In the material below, how many lines include the word "consecutive"? Write only the number.
────
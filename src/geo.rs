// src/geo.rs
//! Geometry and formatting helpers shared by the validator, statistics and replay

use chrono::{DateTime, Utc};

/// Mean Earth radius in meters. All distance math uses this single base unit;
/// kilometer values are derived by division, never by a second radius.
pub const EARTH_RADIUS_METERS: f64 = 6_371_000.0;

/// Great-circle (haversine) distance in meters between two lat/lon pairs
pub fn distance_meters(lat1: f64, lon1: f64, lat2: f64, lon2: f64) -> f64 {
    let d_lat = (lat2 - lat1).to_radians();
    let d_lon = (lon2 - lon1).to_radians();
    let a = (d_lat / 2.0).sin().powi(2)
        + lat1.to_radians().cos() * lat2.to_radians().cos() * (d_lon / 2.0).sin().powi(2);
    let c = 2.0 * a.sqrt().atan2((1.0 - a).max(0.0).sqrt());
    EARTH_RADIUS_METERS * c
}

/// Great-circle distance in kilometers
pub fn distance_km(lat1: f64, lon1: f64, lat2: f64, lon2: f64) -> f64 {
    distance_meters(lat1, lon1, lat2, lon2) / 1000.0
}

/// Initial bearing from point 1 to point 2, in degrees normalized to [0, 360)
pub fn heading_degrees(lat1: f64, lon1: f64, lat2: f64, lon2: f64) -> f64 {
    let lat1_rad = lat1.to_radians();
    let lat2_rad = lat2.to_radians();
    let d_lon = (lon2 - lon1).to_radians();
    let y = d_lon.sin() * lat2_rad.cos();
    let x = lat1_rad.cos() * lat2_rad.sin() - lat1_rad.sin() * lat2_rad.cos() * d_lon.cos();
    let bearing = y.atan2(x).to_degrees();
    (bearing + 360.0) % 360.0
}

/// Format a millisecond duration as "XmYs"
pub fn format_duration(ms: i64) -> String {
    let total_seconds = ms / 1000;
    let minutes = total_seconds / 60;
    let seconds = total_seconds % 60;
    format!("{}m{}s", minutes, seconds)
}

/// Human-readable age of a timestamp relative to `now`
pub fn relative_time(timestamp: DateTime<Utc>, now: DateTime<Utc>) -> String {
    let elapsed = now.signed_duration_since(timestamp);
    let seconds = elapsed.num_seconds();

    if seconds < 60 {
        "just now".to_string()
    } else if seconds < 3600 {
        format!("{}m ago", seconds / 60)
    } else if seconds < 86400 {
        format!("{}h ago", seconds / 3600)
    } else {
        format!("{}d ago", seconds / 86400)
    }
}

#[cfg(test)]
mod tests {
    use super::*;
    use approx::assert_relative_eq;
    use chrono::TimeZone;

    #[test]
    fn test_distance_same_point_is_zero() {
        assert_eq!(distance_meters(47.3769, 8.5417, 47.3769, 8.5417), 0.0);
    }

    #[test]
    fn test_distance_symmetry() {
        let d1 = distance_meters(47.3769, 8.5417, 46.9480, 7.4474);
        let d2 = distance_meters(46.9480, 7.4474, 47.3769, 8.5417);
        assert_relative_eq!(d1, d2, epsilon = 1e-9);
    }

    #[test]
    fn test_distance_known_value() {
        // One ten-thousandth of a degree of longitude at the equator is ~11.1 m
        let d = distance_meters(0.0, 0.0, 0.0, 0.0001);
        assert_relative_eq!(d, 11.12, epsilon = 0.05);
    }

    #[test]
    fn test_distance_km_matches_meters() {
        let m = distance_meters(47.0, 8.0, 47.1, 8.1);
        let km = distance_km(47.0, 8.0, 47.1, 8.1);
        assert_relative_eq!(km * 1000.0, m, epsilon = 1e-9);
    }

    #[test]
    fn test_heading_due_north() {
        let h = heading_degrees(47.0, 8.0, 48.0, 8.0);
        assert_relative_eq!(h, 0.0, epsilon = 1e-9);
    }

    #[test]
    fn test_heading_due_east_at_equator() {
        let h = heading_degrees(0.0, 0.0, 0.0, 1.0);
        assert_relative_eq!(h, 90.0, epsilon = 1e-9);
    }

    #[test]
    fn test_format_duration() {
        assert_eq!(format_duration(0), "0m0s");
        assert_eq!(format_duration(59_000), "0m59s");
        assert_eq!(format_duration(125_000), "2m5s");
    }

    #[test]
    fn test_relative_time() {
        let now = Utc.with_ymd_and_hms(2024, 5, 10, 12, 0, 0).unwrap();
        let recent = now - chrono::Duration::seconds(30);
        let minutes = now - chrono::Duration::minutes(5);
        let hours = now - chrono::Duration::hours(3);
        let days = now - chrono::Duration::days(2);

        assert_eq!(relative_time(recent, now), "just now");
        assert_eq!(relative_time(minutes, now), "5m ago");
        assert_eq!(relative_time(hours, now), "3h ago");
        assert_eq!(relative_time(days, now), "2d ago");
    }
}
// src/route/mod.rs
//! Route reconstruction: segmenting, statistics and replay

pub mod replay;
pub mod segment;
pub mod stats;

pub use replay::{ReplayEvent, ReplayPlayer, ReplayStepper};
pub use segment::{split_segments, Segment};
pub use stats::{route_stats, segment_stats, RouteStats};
────
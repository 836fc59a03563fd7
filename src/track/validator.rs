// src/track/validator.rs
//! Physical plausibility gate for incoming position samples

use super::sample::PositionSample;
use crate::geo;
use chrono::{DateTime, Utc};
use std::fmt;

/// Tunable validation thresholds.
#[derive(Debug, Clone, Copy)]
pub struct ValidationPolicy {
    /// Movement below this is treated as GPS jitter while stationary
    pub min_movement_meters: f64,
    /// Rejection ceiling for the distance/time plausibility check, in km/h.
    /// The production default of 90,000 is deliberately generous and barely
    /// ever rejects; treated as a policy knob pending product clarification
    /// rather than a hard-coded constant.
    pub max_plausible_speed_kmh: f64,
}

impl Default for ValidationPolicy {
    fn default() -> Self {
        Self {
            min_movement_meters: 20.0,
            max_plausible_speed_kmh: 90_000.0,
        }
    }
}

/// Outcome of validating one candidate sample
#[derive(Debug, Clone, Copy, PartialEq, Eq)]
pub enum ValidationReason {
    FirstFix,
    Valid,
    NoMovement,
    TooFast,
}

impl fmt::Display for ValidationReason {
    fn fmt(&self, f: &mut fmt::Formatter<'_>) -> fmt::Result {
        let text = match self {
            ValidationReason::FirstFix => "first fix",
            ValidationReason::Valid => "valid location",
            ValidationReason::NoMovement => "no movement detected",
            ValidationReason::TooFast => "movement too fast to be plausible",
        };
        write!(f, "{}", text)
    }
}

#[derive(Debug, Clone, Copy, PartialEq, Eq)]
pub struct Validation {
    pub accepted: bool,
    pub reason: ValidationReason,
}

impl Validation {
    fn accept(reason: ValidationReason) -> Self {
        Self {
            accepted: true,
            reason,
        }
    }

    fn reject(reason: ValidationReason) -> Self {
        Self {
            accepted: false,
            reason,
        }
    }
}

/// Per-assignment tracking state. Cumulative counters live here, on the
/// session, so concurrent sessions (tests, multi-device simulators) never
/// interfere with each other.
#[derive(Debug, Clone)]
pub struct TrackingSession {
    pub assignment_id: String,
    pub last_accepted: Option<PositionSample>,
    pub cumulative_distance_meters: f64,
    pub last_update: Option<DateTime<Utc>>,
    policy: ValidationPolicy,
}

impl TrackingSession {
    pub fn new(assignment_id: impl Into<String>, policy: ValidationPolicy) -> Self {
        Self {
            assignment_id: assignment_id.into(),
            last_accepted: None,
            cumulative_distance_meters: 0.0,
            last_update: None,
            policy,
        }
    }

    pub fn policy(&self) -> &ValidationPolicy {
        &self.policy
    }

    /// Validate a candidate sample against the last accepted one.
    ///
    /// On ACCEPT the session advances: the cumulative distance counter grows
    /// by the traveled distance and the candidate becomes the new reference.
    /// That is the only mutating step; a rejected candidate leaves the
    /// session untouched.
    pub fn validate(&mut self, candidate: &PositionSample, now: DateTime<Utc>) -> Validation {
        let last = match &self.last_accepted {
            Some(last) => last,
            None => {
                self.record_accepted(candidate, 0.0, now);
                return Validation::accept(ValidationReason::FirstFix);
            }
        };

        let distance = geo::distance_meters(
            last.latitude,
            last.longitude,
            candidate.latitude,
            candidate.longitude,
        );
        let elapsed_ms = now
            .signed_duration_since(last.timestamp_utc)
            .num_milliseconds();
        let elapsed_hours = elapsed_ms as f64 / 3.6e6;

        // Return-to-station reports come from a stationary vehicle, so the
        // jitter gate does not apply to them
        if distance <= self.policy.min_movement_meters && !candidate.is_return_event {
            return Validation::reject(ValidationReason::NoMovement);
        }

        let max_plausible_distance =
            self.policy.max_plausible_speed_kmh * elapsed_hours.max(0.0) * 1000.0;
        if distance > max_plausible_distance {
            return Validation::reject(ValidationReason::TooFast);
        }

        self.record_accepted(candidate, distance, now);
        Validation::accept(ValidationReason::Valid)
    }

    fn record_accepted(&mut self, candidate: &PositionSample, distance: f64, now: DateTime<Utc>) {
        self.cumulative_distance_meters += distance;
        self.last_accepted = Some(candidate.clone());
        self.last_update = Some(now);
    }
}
────
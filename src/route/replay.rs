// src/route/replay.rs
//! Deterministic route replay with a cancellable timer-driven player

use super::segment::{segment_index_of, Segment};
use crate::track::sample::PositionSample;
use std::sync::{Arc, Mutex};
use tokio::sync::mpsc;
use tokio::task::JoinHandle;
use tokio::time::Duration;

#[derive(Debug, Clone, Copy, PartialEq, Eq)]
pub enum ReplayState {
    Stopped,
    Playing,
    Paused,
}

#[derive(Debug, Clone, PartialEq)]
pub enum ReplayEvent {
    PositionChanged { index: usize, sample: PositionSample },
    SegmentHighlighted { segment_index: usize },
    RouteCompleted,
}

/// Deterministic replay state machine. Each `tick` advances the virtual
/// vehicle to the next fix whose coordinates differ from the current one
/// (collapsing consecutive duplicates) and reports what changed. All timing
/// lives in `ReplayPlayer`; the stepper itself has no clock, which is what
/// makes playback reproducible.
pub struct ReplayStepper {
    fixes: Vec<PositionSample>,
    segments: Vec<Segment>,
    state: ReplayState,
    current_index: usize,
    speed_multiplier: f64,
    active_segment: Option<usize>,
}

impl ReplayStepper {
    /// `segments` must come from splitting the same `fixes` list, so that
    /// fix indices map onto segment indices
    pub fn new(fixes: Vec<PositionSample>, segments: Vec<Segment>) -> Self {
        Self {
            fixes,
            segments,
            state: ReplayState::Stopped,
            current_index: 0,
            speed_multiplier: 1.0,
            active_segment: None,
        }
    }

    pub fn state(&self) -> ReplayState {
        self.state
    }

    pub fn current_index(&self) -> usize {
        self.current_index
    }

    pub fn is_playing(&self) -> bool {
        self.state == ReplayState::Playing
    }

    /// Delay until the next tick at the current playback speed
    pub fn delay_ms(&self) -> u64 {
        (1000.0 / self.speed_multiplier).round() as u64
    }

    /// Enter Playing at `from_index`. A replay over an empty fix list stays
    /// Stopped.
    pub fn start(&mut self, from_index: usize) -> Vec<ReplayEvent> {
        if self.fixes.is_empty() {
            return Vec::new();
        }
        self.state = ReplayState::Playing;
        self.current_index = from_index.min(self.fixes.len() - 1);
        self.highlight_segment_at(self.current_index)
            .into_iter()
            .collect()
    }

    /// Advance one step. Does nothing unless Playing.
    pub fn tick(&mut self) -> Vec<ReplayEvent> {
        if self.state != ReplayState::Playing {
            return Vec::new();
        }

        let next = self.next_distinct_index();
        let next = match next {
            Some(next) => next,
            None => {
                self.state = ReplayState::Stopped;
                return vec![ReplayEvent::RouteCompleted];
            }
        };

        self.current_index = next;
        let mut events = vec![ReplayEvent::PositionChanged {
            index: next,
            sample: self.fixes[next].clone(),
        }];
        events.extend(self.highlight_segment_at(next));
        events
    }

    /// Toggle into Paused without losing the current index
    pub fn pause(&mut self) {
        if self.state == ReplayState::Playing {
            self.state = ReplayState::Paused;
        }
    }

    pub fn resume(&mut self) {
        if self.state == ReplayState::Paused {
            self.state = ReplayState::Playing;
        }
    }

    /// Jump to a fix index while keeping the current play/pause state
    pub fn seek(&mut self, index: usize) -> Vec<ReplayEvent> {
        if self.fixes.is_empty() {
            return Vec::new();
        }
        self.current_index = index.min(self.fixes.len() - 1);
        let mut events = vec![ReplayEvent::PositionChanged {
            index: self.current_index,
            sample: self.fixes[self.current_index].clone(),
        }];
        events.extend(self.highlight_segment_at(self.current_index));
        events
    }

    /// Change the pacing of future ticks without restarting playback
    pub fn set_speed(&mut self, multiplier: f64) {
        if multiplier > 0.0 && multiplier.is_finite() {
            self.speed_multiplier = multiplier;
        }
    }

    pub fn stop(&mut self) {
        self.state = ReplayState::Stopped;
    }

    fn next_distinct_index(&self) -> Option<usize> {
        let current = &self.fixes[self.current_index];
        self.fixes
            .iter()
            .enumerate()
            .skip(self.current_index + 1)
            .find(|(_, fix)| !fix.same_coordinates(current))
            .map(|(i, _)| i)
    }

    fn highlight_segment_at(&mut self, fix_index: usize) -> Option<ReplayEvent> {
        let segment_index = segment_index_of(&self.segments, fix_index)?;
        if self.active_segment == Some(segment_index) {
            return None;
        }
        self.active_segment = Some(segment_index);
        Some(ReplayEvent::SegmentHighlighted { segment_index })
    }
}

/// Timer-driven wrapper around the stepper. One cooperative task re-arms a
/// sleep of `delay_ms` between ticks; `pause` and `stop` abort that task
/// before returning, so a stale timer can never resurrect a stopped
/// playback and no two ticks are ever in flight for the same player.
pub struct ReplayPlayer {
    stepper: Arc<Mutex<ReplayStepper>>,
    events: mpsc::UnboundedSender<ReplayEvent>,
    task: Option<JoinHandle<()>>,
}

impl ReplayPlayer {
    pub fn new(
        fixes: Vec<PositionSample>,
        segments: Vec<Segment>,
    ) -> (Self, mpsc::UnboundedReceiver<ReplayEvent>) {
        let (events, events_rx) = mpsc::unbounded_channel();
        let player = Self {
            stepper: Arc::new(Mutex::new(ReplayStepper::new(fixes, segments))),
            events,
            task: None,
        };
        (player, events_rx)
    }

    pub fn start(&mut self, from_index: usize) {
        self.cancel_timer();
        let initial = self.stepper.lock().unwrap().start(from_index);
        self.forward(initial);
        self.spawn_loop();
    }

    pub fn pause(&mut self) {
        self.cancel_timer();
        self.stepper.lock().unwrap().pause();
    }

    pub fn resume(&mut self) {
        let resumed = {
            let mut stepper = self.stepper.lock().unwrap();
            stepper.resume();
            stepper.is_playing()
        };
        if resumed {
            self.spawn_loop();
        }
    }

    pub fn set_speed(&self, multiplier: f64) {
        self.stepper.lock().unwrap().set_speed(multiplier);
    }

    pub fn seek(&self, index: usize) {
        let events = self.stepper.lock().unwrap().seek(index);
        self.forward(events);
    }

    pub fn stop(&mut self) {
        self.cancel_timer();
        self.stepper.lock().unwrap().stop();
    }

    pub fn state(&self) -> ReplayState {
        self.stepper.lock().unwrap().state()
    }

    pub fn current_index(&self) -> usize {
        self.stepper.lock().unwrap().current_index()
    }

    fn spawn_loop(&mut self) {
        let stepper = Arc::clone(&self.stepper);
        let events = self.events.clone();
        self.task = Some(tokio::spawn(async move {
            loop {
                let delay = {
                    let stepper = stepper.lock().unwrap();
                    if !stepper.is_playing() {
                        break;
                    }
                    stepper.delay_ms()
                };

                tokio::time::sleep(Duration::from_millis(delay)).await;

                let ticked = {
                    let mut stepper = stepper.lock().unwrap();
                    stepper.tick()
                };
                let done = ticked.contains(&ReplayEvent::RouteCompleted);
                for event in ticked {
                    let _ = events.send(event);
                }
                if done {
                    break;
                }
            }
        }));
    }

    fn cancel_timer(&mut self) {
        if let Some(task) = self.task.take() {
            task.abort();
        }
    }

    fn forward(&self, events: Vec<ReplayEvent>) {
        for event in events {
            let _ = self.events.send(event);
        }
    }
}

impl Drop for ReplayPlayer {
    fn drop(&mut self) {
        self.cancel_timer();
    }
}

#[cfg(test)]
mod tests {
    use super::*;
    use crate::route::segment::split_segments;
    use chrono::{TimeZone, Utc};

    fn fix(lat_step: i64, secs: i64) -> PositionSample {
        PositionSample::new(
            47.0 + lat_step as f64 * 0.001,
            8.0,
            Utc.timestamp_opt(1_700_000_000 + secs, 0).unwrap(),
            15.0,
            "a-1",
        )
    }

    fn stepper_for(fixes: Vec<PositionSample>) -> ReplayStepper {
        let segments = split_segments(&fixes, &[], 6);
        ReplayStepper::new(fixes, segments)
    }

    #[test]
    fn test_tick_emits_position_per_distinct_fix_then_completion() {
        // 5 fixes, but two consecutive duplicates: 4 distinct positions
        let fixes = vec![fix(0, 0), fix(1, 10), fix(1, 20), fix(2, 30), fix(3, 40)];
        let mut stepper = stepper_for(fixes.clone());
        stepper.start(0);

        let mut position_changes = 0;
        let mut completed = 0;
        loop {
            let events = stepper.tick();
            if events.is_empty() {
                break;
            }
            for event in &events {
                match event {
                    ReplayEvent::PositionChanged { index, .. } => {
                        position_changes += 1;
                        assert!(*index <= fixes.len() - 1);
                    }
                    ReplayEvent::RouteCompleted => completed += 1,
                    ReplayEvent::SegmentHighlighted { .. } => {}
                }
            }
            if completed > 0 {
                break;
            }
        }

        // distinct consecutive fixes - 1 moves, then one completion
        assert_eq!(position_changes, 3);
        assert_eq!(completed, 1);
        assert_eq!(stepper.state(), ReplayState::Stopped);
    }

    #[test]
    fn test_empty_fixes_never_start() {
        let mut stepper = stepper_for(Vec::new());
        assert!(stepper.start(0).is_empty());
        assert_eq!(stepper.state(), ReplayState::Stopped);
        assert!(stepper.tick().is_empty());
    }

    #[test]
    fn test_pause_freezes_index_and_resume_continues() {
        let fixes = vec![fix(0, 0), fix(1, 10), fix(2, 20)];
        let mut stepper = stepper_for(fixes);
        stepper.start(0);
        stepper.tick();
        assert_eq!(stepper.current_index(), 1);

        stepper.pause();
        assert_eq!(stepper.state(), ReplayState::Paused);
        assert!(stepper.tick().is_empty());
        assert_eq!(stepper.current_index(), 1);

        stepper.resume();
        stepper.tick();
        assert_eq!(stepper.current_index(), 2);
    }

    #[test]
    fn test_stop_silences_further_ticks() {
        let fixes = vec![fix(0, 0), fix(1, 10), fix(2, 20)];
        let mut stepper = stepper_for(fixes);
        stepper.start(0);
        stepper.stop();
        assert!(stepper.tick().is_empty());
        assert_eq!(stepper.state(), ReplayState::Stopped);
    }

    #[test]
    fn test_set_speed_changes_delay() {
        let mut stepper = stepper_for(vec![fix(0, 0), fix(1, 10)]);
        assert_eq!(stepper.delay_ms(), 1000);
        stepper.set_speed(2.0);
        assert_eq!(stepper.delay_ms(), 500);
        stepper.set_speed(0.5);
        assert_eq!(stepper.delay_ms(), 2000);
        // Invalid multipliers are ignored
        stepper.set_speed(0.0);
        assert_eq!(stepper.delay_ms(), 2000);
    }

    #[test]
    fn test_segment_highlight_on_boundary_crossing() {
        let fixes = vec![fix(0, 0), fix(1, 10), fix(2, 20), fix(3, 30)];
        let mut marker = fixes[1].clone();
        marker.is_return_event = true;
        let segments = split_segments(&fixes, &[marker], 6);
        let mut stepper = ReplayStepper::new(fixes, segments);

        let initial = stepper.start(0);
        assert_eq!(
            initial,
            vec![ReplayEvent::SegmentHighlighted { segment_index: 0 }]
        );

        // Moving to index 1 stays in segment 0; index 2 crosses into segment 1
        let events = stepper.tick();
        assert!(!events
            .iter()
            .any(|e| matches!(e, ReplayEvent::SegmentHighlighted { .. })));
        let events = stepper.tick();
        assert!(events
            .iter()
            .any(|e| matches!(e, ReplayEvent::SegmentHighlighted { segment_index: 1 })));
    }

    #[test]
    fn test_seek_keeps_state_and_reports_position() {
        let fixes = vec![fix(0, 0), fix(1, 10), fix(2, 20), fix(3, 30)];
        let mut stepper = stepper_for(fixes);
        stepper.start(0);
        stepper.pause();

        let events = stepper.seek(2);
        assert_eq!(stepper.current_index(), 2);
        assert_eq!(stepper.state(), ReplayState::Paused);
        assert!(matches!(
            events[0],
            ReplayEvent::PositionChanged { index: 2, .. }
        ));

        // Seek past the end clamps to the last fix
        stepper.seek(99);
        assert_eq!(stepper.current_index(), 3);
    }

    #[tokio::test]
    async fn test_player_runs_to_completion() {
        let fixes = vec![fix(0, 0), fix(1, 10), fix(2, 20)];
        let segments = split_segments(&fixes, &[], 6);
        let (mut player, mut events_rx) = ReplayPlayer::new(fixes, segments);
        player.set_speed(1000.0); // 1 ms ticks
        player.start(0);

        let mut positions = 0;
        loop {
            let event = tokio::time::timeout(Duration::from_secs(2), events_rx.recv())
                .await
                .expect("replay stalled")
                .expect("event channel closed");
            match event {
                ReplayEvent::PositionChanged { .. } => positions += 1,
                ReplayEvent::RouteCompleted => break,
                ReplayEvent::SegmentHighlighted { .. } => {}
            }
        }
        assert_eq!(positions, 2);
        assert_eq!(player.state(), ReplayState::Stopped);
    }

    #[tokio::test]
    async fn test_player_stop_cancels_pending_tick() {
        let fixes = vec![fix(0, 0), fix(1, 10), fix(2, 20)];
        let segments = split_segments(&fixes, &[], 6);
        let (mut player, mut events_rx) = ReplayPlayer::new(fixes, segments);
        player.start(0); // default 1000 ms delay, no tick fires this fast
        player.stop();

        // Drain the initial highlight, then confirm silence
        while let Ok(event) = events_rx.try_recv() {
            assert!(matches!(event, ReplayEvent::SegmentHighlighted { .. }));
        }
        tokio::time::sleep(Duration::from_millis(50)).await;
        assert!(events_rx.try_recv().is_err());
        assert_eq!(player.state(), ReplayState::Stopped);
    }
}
────
### SOLUTION TO THE EXERCISE
3